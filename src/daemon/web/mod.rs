//! A small static file server.
//!
//! Only the path convention of the tray's web view is implemented: anything
//! under `/api/` is reserved and answered with 404, `/` maps to `index.html`
//! and every other path is looked up under a root directory.

mod files;
mod request;
mod server;

pub use files::StaticFiles;
pub use request::{ParseHeadError, RequestHead, MAX_HEAD_LENGTH};
pub use server::{WebServer, WebServerError};
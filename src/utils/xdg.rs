use std::fmt::{Display, Formatter, Result as FmtResult};
use std::io::Error as IoError;
use std::path::{Path, PathBuf};
use std::sync::Arc;

use snafu::prelude::*;
use xdg::{BaseDirectories, BaseDirectoriesError};

/// Application-scoped view of the XDG base directories.
#[derive(Debug, Clone)]
pub struct Xdg {
    base: BaseDirectories,
}

impl Xdg {
    /// Scope every lookup to the `prefix` subdirectory.
    ///
    /// # Errors
    ///
    /// This function will return an error if the XDG environment is unusable,
    /// such as when `HOME` is unset.
    pub fn new<P: AsRef<Path>>(prefix: P) -> Result<Self, XdgError> {
        BaseDirectories::with_prefix(prefix)
            .map(|base| Self { base })
            .context(InitSnafu)
    }

    /// Path of `file` under the `kind` directory. Nothing is created.
    ///
    /// # Errors
    ///
    /// Fails for [`XdgBaseKind::Runtime`] when `XDG_RUNTIME_DIR` is unset or
    /// unsafe.
    pub fn resolve<P: AsRef<Path>>(&self, kind: XdgBaseKind, file: P) -> Result<PathBuf, XdgError> {
        let path = match kind {
            XdgBaseKind::Config => Ok(self.base.get_config_file(file)),
            XdgBaseKind::Runtime => self.base.get_runtime_file(file),
        };
        path.context(FileSystemSnafu { kind })
    }

    /// Like [`Xdg::resolve`], but creates the missing parent directories.
    ///
    /// # Errors
    ///
    /// This function will return an error if the directories cannot be made.
    pub fn resolve_create<P: AsRef<Path>>(
        &self,
        kind: XdgBaseKind,
        file: P,
    ) -> Result<PathBuf, XdgError> {
        let path = match kind {
            XdgBaseKind::Config => self.base.place_config_file(file),
            XdgBaseKind::Runtime => self.base.place_runtime_file(file),
        };
        path.context(FileSystemSnafu { kind })
    }
}

#[derive(Debug, Clone, Copy, PartialEq, Eq)]
pub enum XdgBaseKind {
    Config,
    Runtime,
}

impl XdgBaseKind {
    pub fn as_str(self) -> &'static str {
        match self {
            Self::Config => "configuration",
            Self::Runtime => "runtime",
        }
    }
}

impl Display for XdgBaseKind {
    fn fmt(&self, f: &mut Formatter<'_>) -> FmtResult {
        f.write_str(self.as_str())
    }
}

#[derive(Debug, Snafu, Clone)]
pub enum XdgError {
    #[snafu(display("Could not read XDG environment"))]
    Init {
        #[snafu(source(from(BaseDirectoriesError, Arc::new)))]
        source: Arc<BaseDirectoriesError>,
    },
    #[snafu(display("XDG {kind} directory is not usable"))]
    FileSystem {
        kind: XdgBaseKind,
        #[snafu(source(from(IoError, Arc::new)))]
        source: Arc<IoError>,
    },
}
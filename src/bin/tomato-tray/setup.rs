use std::cell::LazyCell;
use std::path::PathBuf;
use std::sync::Arc;

use snafu::{prelude::*, Whatever};
use tomato_tray::client::app::connector::{Connector, UnixConnector};
use tomato_tray::client::outbound::{ControlService, InitService, QueryService, TitleService};
use tomato_tray::client::Client;
use tomato_tray::daemon::config;
use tomato_tray::domain::client::ApplicationCore;
use tomato_tray::utils::xdg::{Xdg, XdgBaseKind};
use tracing::Level;

use crate::cli::{Arguments, Command};

const APP_NAME: &str = "tomato-tray";
const DAEMON_NAME: &str = "tomato-tray-daemon";

struct EnvironmentPath {
    socket: PathBuf,
    pid: PathBuf,
}

pub fn bootstrap(args: &Arguments) -> Result<Client, Whatever> {
    let env_path = environment(args)?;
    let core = core(args, env_path);
    let client = Client::new(core);
    Ok(client)
}

fn environment(args: &Arguments) -> Result<EnvironmentPath, Whatever> {
    let res = match &args.config {
        Some(path) => config::load_with_path(path),
        None => config::load_with_xdg(APP_NAME),
    };

    let configuration = res.whatever_context("Could not load configuration")?;

    let xdg = LazyCell::new(|| Xdg::new(APP_NAME));

    let socket = match args.socket.as_ref().or(configuration.runtime.socket.as_ref()) {
        Some(socket) => socket.clone(),
        None => xdg
            .as_ref()
            .map_err(Clone::clone)
            .and_then(|xdg| xdg.resolve(XdgBaseKind::Runtime, "daemon.socket"))
            .whatever_context("Could not use XDG base directories")?,
    };

    let pid = match &configuration.runtime.pid {
        Some(pid) => pid.clone(),
        None => xdg
            .as_ref()
            .map_err(Clone::clone)
            .and_then(|xdg| xdg.resolve(XdgBaseKind::Runtime, "daemon.pid"))
            .whatever_context("Could not use XDG base directories")?,
    };

    let env_path = EnvironmentPath { socket, pid };
    Ok(env_path)
}

fn core(args: &Arguments, env_path: EnvironmentPath) -> Arc<ApplicationCore> {
    let executable = match &args.command {
        Command::Init { executable, .. } => executable.clone(),
        _ => None,
    };

    let verbosity = match &args.command {
        Command::Init { verbosity, .. } => *verbosity,
        _ => Level::INFO,
    };

    let connector: Arc<dyn Connector> = Arc::new(UnixConnector::new(&env_path.socket));

    let init_port = Arc::new(InitService::new(
        executable,
        env_path.pid,
        DAEMON_NAME.to_owned(),
        args.config.clone(),
        args.socket.clone(),
        verbosity,
    ));

    let control_port = Arc::new(ControlService::new(Arc::clone(&connector)));
    let query_port = Arc::new(QueryService::new(Arc::clone(&connector)));
    let title_port = Arc::new(TitleService::new(connector));

    let core = ApplicationCore::setup(init_port, control_port, query_port, title_port);
    Arc::new(core)
}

- _AIM OF THE EXERCISE_: Given the listing above, print all of it word for word.

- _EXERCISE OUTPUT_:
filename src/daemon/web/mod.rs
//! A small static file server.
//!
//! Only the path convention of the tray's web view is implemented: anything
//! under `/api/` is reserved and answered with 404, `/` maps to `index.html`
//! and every other path is looked up under a root directory.

mod files;
mod request;
mod server;

pub use files::StaticFiles;
pub use request::{ParseHeadError, RequestHead, MAX_HEAD_LENGTH};
pub use server::{WebServer, WebServerError};
filename src/utils/xdg.rs
use std::fmt::{Display, Formatter, Result as FmtResult};
use std::io::Error as IoError;
use std::path::{Path, PathBuf};
use std::sync::Arc;

use snafu::prelude::*;
use xdg::{BaseDirectories, BaseDirectoriesError};

/// Application-scoped view of the XDG base directories.
#[derive(Debug, Clone)]
pub struct Xdg {
    base: BaseDirectories,
}

impl Xdg {
    /// Scope every lookup to the `prefix` subdirectory.
    ///
    /// # Errors
    ///
    /// This function will return an error if the XDG environment is unusable,
    /// such as when `HOME` is unset.
    pub fn new<P: AsRef<Path>>(prefix: P) -> Result<Self, XdgError> {
        BaseDirectories::with_prefix(prefix)
            .map(|base| Self { base })
            .context(InitSnafu)
    }

    /// Path of `file` under the `kind` directory. Nothing is created.
    ///
    /// # Errors
    ///
    /// Fails for [`XdgBaseKind::Runtime`] when `XDG_RUNTIME_DIR` is unset or
    /// unsafe.
    pub fn resolve<P: AsRef<Path>>(&self, kind: XdgBaseKind, file: P) -> Result<PathBuf, XdgError> {
        let path = match kind {
            XdgBaseKind::Config => Ok(self.base.get_config_file(file)),
            XdgBaseKind::Runtime => self.base.get_runtime_file(file),
        };
        path.context(FileSystemSnafu { kind })
    }

    /// Like [`Xdg::resolve`], but creates the missing parent directories.
    ///
    /// # Errors
    ///
    /// This function will return an error if the directories cannot be made.
    pub fn resolve_create<P: AsRef<Path>>(
        &self,
        kind: XdgBaseKind,
        file: P,
    ) -> Result<PathBuf, XdgError> {
        let path = match kind {
            XdgBaseKind::Config => self.base.place_config_file(file),
            XdgBaseKind::Runtime => self.base.place_runtime_file(file),
        };
        path.context(FileSystemSnafu { kind })
    }
}

#[derive(Debug, Clone, Copy, PartialEq, Eq)]
pub enum XdgBaseKind {
    Config,
    Runtime,
}

impl XdgBaseKind {
    pub fn as_str(self) -> &'static str {
        match self {
            Self::Config => "configuration",
            Self::Runtime => "runtime",
        }
    }
}

impl Display for XdgBaseKind {
    fn fmt(&self, f: &mut Formatter<'_>) -> FmtResult {
        f.write_str(self.as_str())
    }
}

#[derive(Debug, Snafu, Clone)]
pub enum XdgError {
    #[snafu(display("Could not read XDG environment"))]
    Init {
        #[snafu(source(from(BaseDirectoriesError, Arc::new)))]
        source: Arc<BaseDirectoriesError>,
    },
    #[snafu(display("XDG {kind} directory is not usable"))]
    FileSystem {
        kind: XdgBaseKind,
        #[snafu(source(from(IoError, Arc::new)))]
        source: Arc<IoError>,
    },
}
filename src/bin/tomato-tray/setup.rs
use std::cell::LazyCell;
use std::path::PathBuf;
use std::sync::Arc;

use snafu::{prelude::*, Whatever};
use tomato_tray::client::app::connector::{Connector, UnixConnector};
use tomato_tray::client::outbound::{ControlService, InitService, QueryService, TitleService};
use tomato_tray::client::Client;
use tomato_tray::daemon::config;
use tomato_tray::domain::client::ApplicationCore;
use tomato_tray::utils::xdg::{Xdg, XdgBaseKind};
use tracing::Level;

use crate::cli::{Arguments, Command};

const APP_NAME: &str = "tomato-tray";
const DAEMON_NAME: &str = "tomato-tray-daemon";

struct EnvironmentPath {
    socket: PathBuf,
    pid: PathBuf,
}

pub fn bootstrap(args: &Arguments) -> Result<Client, Whatever> {
    let env_path = environment(args)?;
    let core = core(args, env_path);
    let client = Client::new(core);
    Ok(client)
}

fn environment(args: &Arguments) -> Result<EnvironmentPath, Whatever> {
    let res = match &args.config {
        Some(path) => config::load_with_path(path),
        None => config::load_with_xdg(APP_NAME),
    };

    let configuration = res.whatever_context("Could not load configuration")?;

    let xdg = LazyCell::new(|| Xdg::new(APP_NAME));

    let socket = match args.socket.as_ref().or(configuration.runtime.socket.as_ref()) {
        Some(socket) => socket.clone(),
        None => xdg
            .as_ref()
            .map_err(Clone::clone)
            .and_then(|xdg| xdg.resolve(XdgBaseKind::Runtime, "daemon.socket"))
            .whatever_context("Could not use XDG base directories")?,
    };

    let pid = match &configuration.runtime.pid {
        Some(pid) => pid.clone(),
        None => xdg
            .as_ref()
            .map_err(Clone::clone)
            .and_then(|xdg| xdg.resolve(XdgBaseKind::Runtime, "daemon.pid"))
            .whatever_context("Could not use XDG base directories")?,
    };

    let env_path = EnvironmentPath { socket, pid };
    Ok(env_path)
}

fn core(args: &Arguments, env_path: EnvironmentPath) -> Arc<ApplicationCore> {
    let executable = match &args.command {
        Command::Init { executable, .. } => executable.clone(),
        _ => None,
    };

    let verbosity = match &args.command {
        Command::Init { verbosity, .. } => *verbosity,
        _ => Level::INFO,
    };

    let connector: Arc<dyn Connector> = Arc::new(UnixConnector::new(&env_path.socket));

    let init_port = Arc::new(InitService::new(
        executable,
        env_path.pid,
        DAEMON_NAME.to_owned(),
        args.config.clone(),
        args.socket.clone(),
        verbosity,
    ));

    let control_port = Arc::new(ControlService::new(Arc::clone(&connector)));
    let query_port = Arc::new(QueryService::new(Arc::clone(&connector)));
    let title_port = Arc::new(TitleService::new(connector));

    let core = ApplicationCore::setup(init_port, control_port, query_port, title_port);
    Arc::new(core)
}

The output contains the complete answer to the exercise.